Julio Cortázar y Alberto Jonquières : La complicidad de la mirada
La reciente edición de Cartas a los Jonquières, no solo ha puesto al lector de habla castellana ante el regocijo de casi seiscientas páginas de un Cortázar inédito. Reconstruye una parte de su biografía historiando una amistad de décadas, un prolífico intercambio de experiencias, ideas, palabras; también da cuenta de un viaje periódico de fotos. Fotos de familia donde el escritor bucea en los rostros amigos y se detiene en las imágenes de los chicos que extraña, los hijos del amigo, siempre recordados. Despotrica contra las impericias de fotógrafos que no les hacen justicia y se detiene en el punto exacto donde descubrir una expresión, un crecimiento: “¡Qué avidez en la mirada, qué descubrimiento del mundo...”
(1) Los observados aquí son Alberto Jonquières y su hermana Maricló. Esas miradas son seguidas con atención por este tío excepcional a través de sucesivas fotos, e imaginadas tras la partida de la familia hacia París, donde se instalarán en la mayor de las cercanías: “Ahora el Conte estará metiendo el pecho en alta mar, y Alberto y Maricló
(2) serán dos inmensos pares de ojos mirando el misterio."
(3)
Quien mira es, claro está, mirado.

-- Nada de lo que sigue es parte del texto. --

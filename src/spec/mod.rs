//! GPU spec resolution module
//!
//! Static table lookup with a remote inference fallback.

mod lookup;
mod nim;

pub use lookup::*;
pub use nim::*;
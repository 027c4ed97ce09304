//! JSON report shapes
//!
//! Stable stdout contracts for the CLI: pattern listings, recommendation
//! reports, and the error envelope. Field names and nesting are part of
//! the tool's interface; downstream automation parses them.

use crate::catalog::{NodeCountRange, Pattern, Workload};
use crate::engine::Recommendation;
use serde::Serialize;

/// One pattern row in the `ra list` output
#[derive(Debug, Serialize)]
pub struct PatternSummary {
    /// Pattern id
    pub id: String,
    /// CPU sockets per node
    pub c: u32,
    /// GPUs per node
    pub g: u32,
    /// NICs per node
    pub n: u32,
    /// East-west bandwidth per GPU in Gbps
    pub b_gbps_per_gpu: u32,
    /// Deployable node-count range
    pub node_count: NodeCountRange,
    /// Free-form tags
    pub tags: Vec<String>,
    /// Workloads this pattern fits
    pub workload_fit: Vec<Workload>,
}

impl From<&Pattern> for PatternSummary {
    fn from(p: &Pattern) -> Self {
        Self {
            id: p.id.clone(),
            c: p.c,
            g: p.g,
            n: p.n,
            b_gbps_per_gpu: p.b_gbps_per_gpu,
            node_count: p.node_count,
            tags: p.tags.clone(),
            workload_fit: p.workload_fit.clone(),
        }
    }
}

/// `ra list` report
#[derive(Debug, Serialize)]
pub struct ListReport {
    /// Pattern summaries in catalog order
    pub patterns: Vec<PatternSummary>,
}

impl ListReport {
    /// Build the listing from catalog patterns
    pub fn new(patterns: &[Pattern]) -> Self {
        Self {
            patterns: patterns.iter().map(PatternSummary::from).collect(),
        }
    }
}

/// Echo of the sizing request in the `ra recommend` report
#[derive(Debug, Serialize)]
pub struct RequestEcho {
    /// Requested GPU count
    pub gpus: u32,
    /// Requested workload
    pub workload: Workload,
}

/// Chosen pattern and sizing in the `ra recommend` report
#[derive(Debug, Serialize)]
pub struct RecommendationBody {
    /// Chosen pattern id
    pub pattern_id: String,
    /// Computed node count
    pub nodes: u32,
    /// GPUs per node
    pub gpus_per_node: u32,
    /// East-west bandwidth per GPU in Gbps
    pub b_gbps_per_gpu: u32,
    /// Fabric label
    pub fabric: String,
    /// Platform label
    pub platform: String,
}

/// `ra recommend` report
#[derive(Debug, Serialize)]
pub struct RecommendReport {
    /// Request echo
    pub input: RequestEcho,
    /// Chosen pattern and sizing
    pub recommendation: RecommendationBody,
    /// Selection notes
    pub notes: Vec<String>,
}

impl RecommendReport {
    /// Assemble the report from the request and engine output
    pub fn new(gpus: u32, workload: Workload, rec: Recommendation) -> Self {
        Self {
            input: RequestEcho { gpus, workload },
            recommendation: RecommendationBody {
                pattern_id: rec.pattern_id,
                nodes: rec.nodes,
                gpus_per_node: rec.gpus_per_node,
                b_gbps_per_gpu: rec.b_gbps_per_gpu,
                fabric: rec.fabric,
                platform: rec.platform,
            },
            notes: rec.notes,
        }
    }
}

/// Error envelope printed for any failure
#[derive(Debug, Serialize)]
pub struct ErrorReport {
    /// Error message
    pub error: String,
}

impl ErrorReport {
    /// Wrap an error message
    pub fn new(message: impl Into<String>) -> Self {
        Self {
            error: message.into(),
        }
    }
}

#[cfg(test)]
mod tests {
    use super::*;

    #[test]
    fn test_recommend_report_json_shape() {
        let rec = Recommendation {
            pattern_id: "ent-8g".into(),
            nodes: 16,
            gpus_per_node: 8,
            b_gbps_per_gpu: 400,
            fabric: "ethernet".into(),
            platform: "spectrum-x".into(),
            notes: vec!["note".into()],
        };
        let report = RecommendReport::new(128, Workload::Training, rec);
        let value = serde_json::to_value(&report).unwrap();
        assert_eq!(value["input"]["gpus"], 128);
        assert_eq!(value["input"]["workload"], "training");
        assert_eq!(value["recommendation"]["pattern_id"], "ent-8g");
        assert_eq!(value["recommendation"]["nodes"], 16);
        assert_eq!(value["notes"][0], "note");
    }

    #[test]
    fn test_list_report_preserves_catalog_order() {
        let mk = |id: &str| Pattern {
            id: id.into(),
            family: "enterprise".into(),
            description: String::new(),
            c: 2,
            g: 8,
            n: 9,
            b_gbps_per_gpu: 400,
            node_count: NodeCountRange { min: 1, max: 32 },
            tags: vec![],
            workload_fit: vec![],
            notes: vec![],
        };
        let report = ListReport::new(&[mk("b"), mk("a")]);
        assert_eq!(report.patterns[0].id, "b");
        assert_eq!(report.patterns[1].id, "a");
    }

    #[test]
    fn test_error_report_envelope() {
        let value = serde_json::to_value(ErrorReport::new("boom")).unwrap();
        assert_eq!(value["error"], "boom");
    }
}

Hacia 1967 Alberto Jonquières, todavía adolescente y ya fotógrafo, inicia la serie de retratos de Cortázar que aquí se presentan. Fotografías en blanco y negro, algunas luego muy famosas, que lo registran enmarcado en diversas geometrías: la de su biblioteca, la de la alternancia de los planos de luz y sombra, la de la pipa o la trompeta -Jonquières relata, divertido, la impericia de aquellos intentos musicales; con ellos tal vez Cortázar convocaba alguna Musa
(4) -. El perfil del escritor se enfrenta a la gruesa pincelada de un cuadro geométrico de Sergio de Castro, nítido contra un fondo que sabemos solido pero se difumina. Un rostro conocido pero también cambiante, una mirada que enfrenta a la cámara o la elude, triunfan por sobre los reencuadres, se instalan, permanecen: lo que pide un retrato. Estas fotos son parte de una manera casi opuesta a la más conocida de Jonquières, la que hoy se encuentra en las colecciones del Centro Georges Pompidou, del Museo Carnavalet de París, o del Centro de Arte Reina Sofía de Madrid. Allí el fotógrafo hace de la presencia humana y de todo lo que tiene movimiento -trenes, barcos en el Sena, el agua contra los pilares de los puentes-, una fantasmagoría, un borrón de luz y color, mientras permanecen, inmutables, las arquitecturas y los objetos. Arcadas, escaleras, carteles, marcas viales, son los que perduran, mientras la mirada del artista pesca el instante fugaz de una presencia evanescente. La serie cortazariana, en cambio, recorta y fija un tiempo de complicidades e intimidad.
Alguna vez Cortázar dedicó "Oso", la primera pagina de lo que luego sera Historias de cronopios y de famas, a los dos hijos mayores de los Jonquières, y puso allí un poco de misterio en lo cotidiano, bajo la idea de un oso que transita por las cañerías. Alberto le devuelve, con esa mirada voraz que el escritor le adivinara, un retazo de vida rescatado del tiempo.